2017 will go down in history as the year women stood up to sexual harassment and the world finally listened. But it seems the candidates on this year’s ‘The Apprentice’ missed the memo.
As I sat down to watch the show Wednesday night, still revelling from the fact #MeToo and ‘The Silence Breakers’ had been named Time ‘Person of the Year’, I couldn’t believe what I was seeing. Two female contestants not only verbally harassed a group of male models, but one even physically assaulted them.
For those who missed the show, Lord Sugar tasked the candidates with organising a fashion show and Michaela and Elizabeth were given the job of booking male models for the occasion. Both women were grossly inappropriate from the moment the men entered the room, giggling and joking about the task being “all business and no pleasure at all”.
Michaela demanded to check to see if one of the models had a six pack, which could be justified during a casting for an industry that is, after all, based on aesthetics. But it was the way she did it, mock flirting and biting on the end of her pen, that made it clear this was not a professional request.

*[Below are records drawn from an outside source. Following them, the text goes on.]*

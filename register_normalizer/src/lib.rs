pub mod builder;
mod columns;
mod config;
mod elector_number;
mod line_parser;
pub mod manual;
mod markers;
mod source;

use log::{debug, info, warn};

pub use crate::columns::{normalize_header, resolve_columns};
pub use crate::config::*;
pub use crate::elector_number::{
    assemble_elector_number, join_parts, leading_district, missing_elector_number_roles,
    ElectorNumber,
};
pub use crate::line_parser::{
    parse_heuristic, parse_lines, parse_strict, ExtractedRecord, ExtractionResult,
};
pub use crate::markers::{
    decode_marker, is_date_marker, is_marker_code, marker_code_description,
    DEFAULT_MARKER_DESCRIPTION,
};
pub use crate::source::{read_text_input, split_text_lines, TextSource};

// The roles that every table must provide, besides the elector number.
const MANDATORY_ROLES: [FieldRole; 4] = [
    FieldRole::Marker,
    FieldRole::Name,
    FieldRole::Postcode,
    FieldRole::Address1,
];

/// One conversion of one register.
///
/// A conversion goes through the following states:
/// `AwaitingInput` -> `SchemaResolved` (tables) or `LinesParsed` (text) -> `Normalized`
/// -> `Exported`. Any failure leads to `Rejected`. A conversion only runs once.
#[derive(Debug, Clone)]
pub struct Conversion {
    settings: NormalizeSettings,
    state: ConversionState,
}

impl Conversion {
    pub fn new(settings: &NormalizeSettings) -> Conversion {
        Conversion {
            settings: settings.clone(),
            state: ConversionState::AwaitingInput,
        }
    }

    pub fn state(&self) -> ConversionState {
        self.state
    }

    fn transition(&mut self, next: ConversionState) {
        debug!("Conversion: {:?} -> {:?}", self.state, next);
        self.state = next;
    }

    /// Normalizes the input. Failures are returned, never raised, and leave the
    /// conversion in the `Rejected` state.
    pub fn run(&mut self, input: RegisterInput) -> Result<NormalizedTable, NormalizeError> {
        if self.state != ConversionState::AwaitingInput {
            return Err(NormalizeError::AlreadyRun { state: self.state });
        }
        info!("Conversion: processing {} input", input.kind());
        let res = match input {
            RegisterInput::Table(table) => self.run_table(&table),
            RegisterInput::DocumentText(extraction) => {
                self.run_text(extraction, SourceKind::DocumentText)
            }
            RegisterInput::Ocr(extraction) => self.run_text(extraction, SourceKind::Ocr),
        };
        match &res {
            Ok(table) => {
                info!(
                    "Conversion: {} record(s), {} skipped",
                    table.records.len(),
                    table.skipped_rows
                );
                self.transition(ConversionState::Normalized);
            }
            Err(e) => {
                warn!("Conversion: rejected: {}", e);
                self.transition(ConversionState::Rejected);
            }
        }
        res
    }

    /// Records that the normalized table was written out.
    pub fn mark_exported(&mut self) {
        if self.state == ConversionState::Normalized {
            self.transition(ConversionState::Exported);
        } else {
            warn!(
                "Conversion: cannot mark as exported from state {:?}",
                self.state
            );
        }
    }

    fn run_table(&mut self, table: &RawTable) -> Result<NormalizedTable, NormalizeError> {
        let role_map = resolve_columns(&table.schema, &self.settings);
        self.transition(ConversionState::SchemaResolved);

        let missing = self.missing_roles(&role_map);
        if !missing.is_empty() {
            return Err(NormalizeError::MissingFields { roles: missing });
        }

        let text = |record: &RawRecord, role: FieldRole| -> Option<String> {
            role_map
                .get(role)
                .and_then(|f| record.get(f))
                .map(|s| s.trim())
                .filter(|s| !s.is_empty())
                .map(|s| s.to_string())
        };

        let mut records: Vec<NormalizedRecord> = Vec::new();
        let mut skipped_rows = 0;
        for (idx, record) in table.records().enumerate() {
            if record.is_blank() {
                debug!("run_table: row {}: blank, skipped", idx + 1);
                skipped_rows += 1;
                continue;
            }
            let en =
                assemble_elector_number(&role_map, &record, self.settings.elector_number_format)?;
            let polling_district =
                text(&record, FieldRole::PollingDistrict).unwrap_or(en.polling_district);
            let elector_marker_type = text(&record, FieldRole::MarkerDescription)
                .unwrap_or_else(|| {
                    let raw = role_map.get(FieldRole::Marker).and_then(|f| record.get(f));
                    decode_marker(raw)
                });
            let address1 = text(&record, FieldRole::Address1);
            records.push(NormalizedRecord {
                elector_number: en.number,
                polling_district,
                name: text(&record, FieldRole::Name),
                postcode: text(&record, FieldRole::Postcode),
                street: self.street(&address1),
                address1,
                address2: text(&record, FieldRole::Address2),
                elector_marker_type,
            });
        }

        if records.is_empty() {
            return Err(NormalizeError::NoRecordsExtracted {
                sample: vec![],
                skipped: skipped_rows,
            });
        }
        Ok(NormalizedTable {
            records,
            skipped_rows,
            skipped_lines: vec![],
            source: SourceKind::Table,
            grammar: None,
            include_street: self.settings.derive_street,
        })
    }

    fn missing_roles(&self, role_map: &FieldRoleMap) -> Vec<FieldRole> {
        let mut missing: Vec<FieldRole> = role_map
            .missing(&MANDATORY_ROLES)
            .into_iter()
            .filter(|r| match r {
                // An already decoded marker column is as good as the raw one.
                FieldRole::Marker => {
                    self.settings.require_marker_column
                        && !role_map.is_bound(FieldRole::MarkerDescription)
                }
                _ => true,
            })
            .collect();
        missing.extend(missing_elector_number_roles(role_map));
        missing.sort();
        missing
    }

    fn run_text(
        &mut self,
        extraction: TextExtraction,
        source: SourceKind,
    ) -> Result<NormalizedTable, NormalizeError> {
        let lines = match extraction {
            TextExtraction::Lines(lines) => lines,
            TextExtraction::Empty => {
                return Err(NormalizeError::NoRecordsExtracted {
                    sample: vec![],
                    skipped: 0,
                })
            }
            TextExtraction::Failed { reason } => {
                return Err(NormalizeError::ExtractionUnavailable {
                    capability: source.to_string(),
                    reason,
                })
            }
            TextExtraction::Unavailable { capability } => {
                return Err(NormalizeError::ExtractionUnavailable {
                    capability,
                    reason: "no engine available on this host".to_string(),
                })
            }
        };

        let extracted = parse_lines(&lines, self.settings.line_strategy);
        self.transition(ConversionState::LinesParsed);

        if extracted.records.is_empty() {
            let sample: Vec<String> = lines
                .iter()
                .map(|l| l.trim())
                .filter(|l| !l.is_empty())
                .take(self.settings.diagnostic_sample_lines)
                .map(|l| l.to_string())
                .collect();
            return Err(NormalizeError::NoRecordsExtracted {
                sample,
                skipped: extracted.unparsed(),
            });
        }

        let skipped_rows = extracted.unparsed();
        let records: Vec<NormalizedRecord> = extracted
            .records
            .into_iter()
            .map(|r| {
                let elector_marker_type = r
                    .elector_marker_type
                    .unwrap_or_else(|| decode_marker(r.marker.as_deref()));
                let address1 = Some(r.address).filter(|s| !s.is_empty());
                NormalizedRecord {
                    polling_district: leading_district(&r.elector_number),
                    elector_number: r.elector_number,
                    name: Some(r.name).filter(|s| !s.is_empty()),
                    postcode: r.postcode,
                    street: self.street(&address1),
                    address1,
                    address2: r.address2,
                    elector_marker_type,
                }
            })
            .collect();

        Ok(NormalizedTable {
            records,
            skipped_rows,
            skipped_lines: extracted.skipped,
            source,
            grammar: extracted.grammar,
            include_street: self.settings.derive_street,
        })
    }

    fn street(&self, address1: &Option<String>) -> Option<String> {
        if self.settings.derive_street {
            Some(extract_street(address1.as_deref()))
        } else {
            None
        }
    }
}

/// The street of an address: its last comma-separated part when there are several.
pub fn extract_street(address: Option<&str>) -> String {
    match address {
        None => String::new(),
        Some(a) => {
            let parts: Vec<&str> = a.split(',').collect();
            match parts.as_slice() {
                [_, .., last] => last.trim().to_string(),
                _ => a.trim().to_string(),
            }
        }
    }
}

/// Runs a single conversion with the given settings.
///
/// Arguments:
/// * `input` the register, as a table or as extracted text
/// * `settings` the matching, assembly and parsing strategies to use
pub fn run_normalization(
    input: RegisterInput,
    settings: &NormalizeSettings,
) -> Result<NormalizedTable, NormalizeError> {
    Conversion::new(settings).run(input)
}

To add insult to injury, Elizabeth made a joke about slipping with the tape measure while measuring a model’s inside leg, physically groping his crotch in the process. Michaela found the whole thing hilarious and judging from the tweets posted by the BBC’s official account for the show, the viewers were meant to, too.
Have I missed something, or is this not exactly the same behaviour we’ve spent the last few months calling men out for?
The #MeToo movement provided a much-needed platform for women around the world to say sexual harassment is not a joke: it’s vile, it’s intimidating and it can have long-lasting traumatic effects.
But by laughing at two women on primetime TV harassing men, we’re not just saying “sexual harassment against men is okay” we’re saying “all sexual harassment is okay”.
Michaela and Elizabeth’s actions - and the BBC’s contextualisation of them - risk undoing all the hard work the ‘Silence Breakers’ did to dispel the myth that harassment is tantamount to banter.
In my opinion, one if not both of the female candidates should have been fired on the spot for their behaviour, but the incident wasn’t even mentioned in the boardroom. Instead Harrison - a male candidate on the opposing team - was ribbed by Karren Brady in the boardroom for “enjoying” hiring the female models when he did nothing accept smile politely during the casting. The double standard is mind-boggling.
‘The Apprentice’ undoubtedly has elements of pantomime - with Karren and Claude pitted as the baddies against the candidates - but we can’t ignore that much of the show is microcosmic of how businesses in the UK operate.
The harassment saga is just the latest incident on the programme to show today’s workplaces still peddle outdated gender stereotypes. Last week Lord Sugar told James he needed to “man up” while strong-willed Elizabeth is repeatedly called “bossy”, an adjective that is very rarely used to describe a man.
For sexism and sexual harassment to stop prevailing in our lives, we need the media - including film and TV - to quit churning out the same damaging ideas.
But more than that, as women, we need to respect ourselves by respecting men. We need to hold ourselves to the same high standards we hold men to, before we undo everything we’ve achieved.